Neck Pickups and the Tone Knob


Recovering Procrastinator
Nov 22, 2021
So I’ve finally touched my tone knob. I avoided the thing for years, and I think I understand why some people go with single coils in the neck position now. Thanks to a tip from Mark Lettieri, you can warm up a single coil quite a bit, almost to the point where it’s in striking distance of a humbucker, except for the whole hum thing. That got me to thinking, what does a tone knob practically do for a neck humbucker, other than jazz it up? I wasn’t able to get my custom 24 to do anything inspiring with it. Wisdom appreciated!
To me, the tone knob and neck pickup can do two things: #1- get you a cool woman tone. B- Muddy things up incoherently.

I don't get the whole muddy jazz guitar thing. My favorite jazz players have bright, clear and articulate neck pickup sounds. Some are not too bright, but they aren't muddied by the tone control being turned down. YFMV (Your Favorites May Vary)
I tend to really like a single coil in the neck position. The guitar I play the most is an HSS configuration. I don't typically roll the tone back on them. I like the tone I get with it all the way up. If I wanted to thicken the tone up I would definitely roll it back. I also am not a fan of the typical size of capacitor used in most guitars that have single coil pickups in them. I usually change them to a .022. I find that much more musical. The higher values just make things sound like someone threw a heavy blanket over my amp.
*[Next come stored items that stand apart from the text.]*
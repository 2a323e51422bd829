pub mod prelude;

pub mod admin_sessions;
pub mod uploads;
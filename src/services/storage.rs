use anyhow::{Result, anyhow};
use async_trait::async_trait;
use aws_sdk_s3::Client;
use aws_sdk_s3::primitives::ByteStream;
use bytes::Bytes;
use percent_encoding::{AsciiSet, CONTROLS, utf8_percent_encode};
use std::path::{Component, Path, PathBuf};

use crate::models::Category;

/// Characters escaped inside a single URL path segment
const SEGMENT: &AsciiSet = &CONTROLS
    .add(b' ')
    .add(b'"')
    .add(b'#')
    .add(b'%')
    .add(b'<')
    .add(b'>')
    .add(b'?')
    .add(b'`')
    .add(b'{')
    .add(b'}')
    .add(b'/')
    .add(b'\\');

#[async_trait]
pub trait StorageService: Send + Sync {
    /// Writes `data` under `key`, replacing whatever was there
    async fn upload_file(&self, key: &str, data: Bytes, content_type: Option<&str>) -> Result<()>;
    async fn delete_file(&self, key: &str) -> Result<()>;
    async fn file_exists(&self, key: &str) -> Result<bool>;
    async fn get_file(&self, key: &str) -> Result<Vec<u8>>;
    /// URL a browser can download `key` from
    fn public_url(&self, key: &str) -> String;
    async fn health_check(&self) -> bool;
}

/// Characters escaped when a form value becomes one segment of a storage key.
///
/// `%` itself is escaped, so distinct values always give distinct segments.
const KEY_SEGMENT: &AsciiSet = &CONTROLS
    .add(b'%')
    .add(b'/')
    .add(b'\\')
    .add(b':')
    .add(b'*')
    .add(b'?')
    .add(b'"')
    .add(b'<')
    .add(b'>')
    .add(b'|')
    .add(b'~');

/// Stands in for a missing batch; a literal `~` is always escaped
const NO_BATCH: &str = "~";

fn key_segment(value: &str) -> String {
    let encoded = utf8_percent_encode(value, KEY_SEGMENT).to_string();
    // `.` and `..` must stay ordinary path components
    match encoded.strip_prefix('.') {
        Some(rest) => format!("%2E{}", rest),
        None => encoded,
    }
}

/// Storage key for an attachment:
/// `{batch}/{subject}/{experiment}/{category}_{filename}`.
///
/// Every segment keeps the exact form value, escaped, so the same metadata
/// always maps to the same key (a re-upload overwrites the earlier bytes)
/// and different metadata never shares one.
pub fn storage_key(
    batch: Option<&str>,
    subject: &str,
    experiment: &str,
    category: Category,
    filename: &str,
) -> String {
    format!(
        "{}/{}/{}/{}_{}",
        batch.map(key_segment).unwrap_or_else(|| NO_BATCH.to_string()),
        key_segment(subject),
        key_segment(experiment),
        category,
        key_segment(filename)
    )
}

/// Percent-encodes each segment of a storage key for use in a URL path
pub fn encode_key(key: &str) -> String {
    key.split('/')
        .map(|segment| utf8_percent_encode(segment, SEGMENT).to_string())
        .collect::<Vec<_>>()
        .join("/")
}

/// Files kept on the local disk and served by this server under `/files/`
pub struct LocalStorageService {
    root: PathBuf,
    base_url: String,
}

impl LocalStorageService {
    pub fn new(root: impl Into<PathBuf>, base_url: &str) -> Self {
        Self {
            root: root.into(),
            base_url: base_url.trim_end_matches('/').to_string(),
        }
    }

    /// Maps a key onto a path under `root`, refusing anything that could escape it
    fn resolve(&self, key: &str) -> Result<PathBuf> {
        let rel = Path::new(key);
        if key.is_empty()
            || rel
                .components()
                .any(|c| !matches!(c, Component::Normal(_)))
        {
            return Err(anyhow!("Invalid storage key: {}", key));
        }
        Ok(self.root.join(rel))
    }
}

#[async_trait]
impl StorageService for LocalStorageService {
    async fn upload_file(&self, key: &str, data: Bytes, _content_type: Option<&str>) -> Result<()> {
        let path = self.resolve(key)?;
        if let Some(parent) = path.parent() {
            tokio::fs::create_dir_all(parent).await?;
        }

        // Write then rename so readers never see a half-written file
        let tmp = path.with_extension(format!("{}.part", uuid::Uuid::new_v4().simple()));
        tokio::fs::write(&tmp, &data).await?;
        if let Err(e) = tokio::fs::rename(&tmp, &path).await {
            let _ = tokio::fs::remove_file(&tmp).await;
            return Err(e.into());
        }
        Ok(())
    }

    async fn delete_file(&self, key: &str) -> Result<()> {
        let path = self.resolve(key)?;
        match tokio::fs::remove_file(&path).await {
            Ok(()) => Ok(()),
            Err(e) if e.kind() == std::io::ErrorKind::NotFound => Ok(()),
            Err(e) => Err(e.into()),
        }
    }

    async fn file_exists(&self, key: &str) -> Result<bool> {
        let path = self.resolve(key)?;
        Ok(tokio::fs::try_exists(&path).await? && path.is_file())
    }

    async fn get_file(&self, key: &str) -> Result<Vec<u8>> {
        let path = self.resolve(key)?;
        Ok(tokio::fs::read(&path).await?)
    }

    fn public_url(&self, key: &str) -> String {
        format!("{}/files/{}", self.base_url, encode_key(key))
    }

    async fn health_check(&self) -> bool {
        tokio::fs::create_dir_all(&self.root).await.is_ok()
    }
}

pub struct S3StorageService {
    client: Client,
    bucket: String,
    public_base: String,
}

impl S3StorageService {
    /// `public_base` is either a public bucket URL or this server's
    /// `/files` proxy
    pub fn new(client: Client, bucket: String, public_base: String) -> Self {
        Self {
            client,
            bucket,
            public_base: public_base.trim_end_matches('/').to_string(),
        }
    }
}

#[async_trait]
impl StorageService for S3StorageService {
    async fn upload_file(&self, key: &str, data: Bytes, content_type: Option<&str>) -> Result<()> {
        self.client
            .put_object()
            .bucket(&self.bucket)
            .key(key)
            .set_content_type(content_type.map(|s| s.to_string()))
            .body(ByteStream::from(data))
            .send()
            .await?;
        Ok(())
    }

    async fn delete_file(&self, key: &str) -> Result<()> {
        self.client
            .delete_object()
            .bucket(&self.bucket)
            .key(key)
            .send()
            .await?;
        Ok(())
    }

    async fn file_exists(&self, key: &str) -> Result<bool> {
        let res = self
            .client
            .head_object()
            .bucket(&self.bucket)
            .key(key)
            .send()
            .await;

        match res {
            Ok(_) => Ok(true),
            Err(e) => {
                let service_error = e.into_service_error();
                if service_error.is_not_found() {
                    Ok(false)
                } else {
                    Err(anyhow!(service_error))
                }
            }
        }
    }

    async fn get_file(&self, key: &str) -> Result<Vec<u8>> {
        let res = self
            .client
            .get_object()
            .bucket(&self.bucket)
            .key(key)
            .send()
            .await?;
        let data = res.body.collect().await?.to_vec();
        Ok(data)
    }

    fn public_url(&self, key: &str) -> String {
        format!("{}/{}", self.public_base, encode_key(key))
    }

    async fn health_check(&self) -> bool {
        self.client
            .head_bucket()
            .bucket(&self.bucket)
            .send()
            .await
            .is_ok()
    }
}
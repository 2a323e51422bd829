use sea_orm::entity::prelude::*;
use serde::{Deserialize, Serialize};

#[derive(Clone, Debug, PartialEq, DeriveEntityModel, Serialize, Deserialize)]
#[sea_orm(table_name = "uploads")]
pub struct Model {
    #[sea_orm(primary_key)]
    pub id: i32,
    pub batch: Option<String>,
    pub subject: String,
    pub experiment: String,
    pub category: String,
    pub filename: String,
    pub url: String,
    pub storage_key: String,
    pub size: i64,
    pub content_type: Option<String>,
    pub created_at: DateTimeUtc,
}

#[derive(Copy, Clone, Debug, EnumIter, DeriveRelation)]
pub enum Relation {}

impl ActiveModelBehavior for ActiveModel {}
use sea_orm::entity::prelude::*;
use serde::{Deserialize, Serialize};

#[derive(Clone, Debug, PartialEq, DeriveEntityModel, Serialize, Deserialize)]
#[sea_orm(table_name = "admin_sessions")]
pub struct Model {
    /// Token id (`jti`) of the signed session token
    #[sea_orm(primary_key, auto_increment = false)]
    pub id: String,
    pub subject: String,
    pub created_at: DateTimeUtc,
    pub expires_at: DateTimeUtc,
}

#[derive(Copy, Clone, Debug, EnumIter, DeriveRelation)]
pub enum Relation {}

impl ActiveModelBehavior for ActiveModel {}
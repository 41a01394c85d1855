pub mod health;
pub mod validation;

use axum::Router;

use crate::state::AppState;

/// Build the `/api/v1` route tree.
///
/// ```text
/// /validate                 POST  run a rule set against submitted data
/// /validation/rules         GET   list supported rule names
/// ```
pub fn api_routes() -> Router<AppState> {
    Router::new().merge(validation::router())
}
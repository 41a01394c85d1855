//! Presence verifier backed by Postgres.
//!
//! Table and column names come from rule strings, so they are checked
//! against the identifier grammar and double-quoted before being spliced
//! into SQL. Values are always bound and compared as `text`.

use async_trait::async_trait;
use formguard_core::validation::lookup::{
    is_valid_identifier, LookupError, PresenceQuery, PresenceVerifier,
};

use crate::DbPool;

/// Answers `unique` / `exists` lookups with `SELECT EXISTS (...)`.
#[derive(Debug, Clone)]
pub struct PgPresenceVerifier {
    pool: DbPool,
}

impl PgPresenceVerifier {
    pub fn new(pool: DbPool) -> Self {
        Self { pool }
    }

    pub fn pool(&self) -> &DbPool {
        &self.pool
    }
}

#[async_trait]
impl PresenceVerifier for PgPresenceVerifier {
    async fn exists(&self, query: &PresenceQuery<'_>) -> Result<bool, LookupError> {
        let sql = build_exists_sql(query)?;

        let mut statement = sqlx::query_scalar::<_, bool>(&sql).bind(query.value);
        if let Some(except) = query.except {
            statement = statement.bind(except.value);
        }

        statement.fetch_one(&self.pool).await.map_err(|err| {
            tracing::debug!(table = query.table, error = %err, "Presence query failed");
            LookupError::Backend(err.to_string())
        })
    }
}

/// Build the lookup statement; `$1` is the value, `$2` the excluded value.
pub fn build_exists_sql(query: &PresenceQuery<'_>) -> Result<String, LookupError> {
    let table = quote_identifier(query.table)?;
    let column = quote_identifier(query.column)?;

    let mut sql = format!("SELECT EXISTS (SELECT 1 FROM {table} WHERE {column}::text = $1");
    if let Some(except) = query.except {
        let except_column = quote_identifier(except.column)?;
        sql.push_str(&format!(" AND {except_column}::text <> $2"));
    }
    sql.push(')');
    Ok(sql)
}

/// Double-quote an identifier, quoting each part of `schema.table`.
pub fn quote_identifier(name: &str) -> Result<String, LookupError> {
    if !is_valid_identifier(name) {
        return Err(LookupError::InvalidIdentifier(name.to_string()));
    }
    Ok(name
        .split('.')
        .map(|part| format!("\"{part}\""))
        .collect::<Vec<_>>()
        .join("."))
}
//! formguard HTTP server library.
//!
//! Exposes config, state, error handling and routes so integration tests and
//! the binary entrypoint share one router.

pub mod config;
pub mod error;
pub mod handlers;
pub mod response;
pub mod router;
pub mod routes;
pub mod state;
I love that PRS uses the .022 value stock. I find the PRS tone knobs to be the most useful of all of the brands of guitars I own.

I also don't tend to roll the tone back for a humbucker in the neck position. Honestly, my tone knob typically stays on 10, unless the overall tone of the guitar is brighter than I want it to be, which my new Studio has been in some of the playing situations that I have tested it out in so far. I have rolled that tone back to about 7 and it worked for all three pickups in those situations.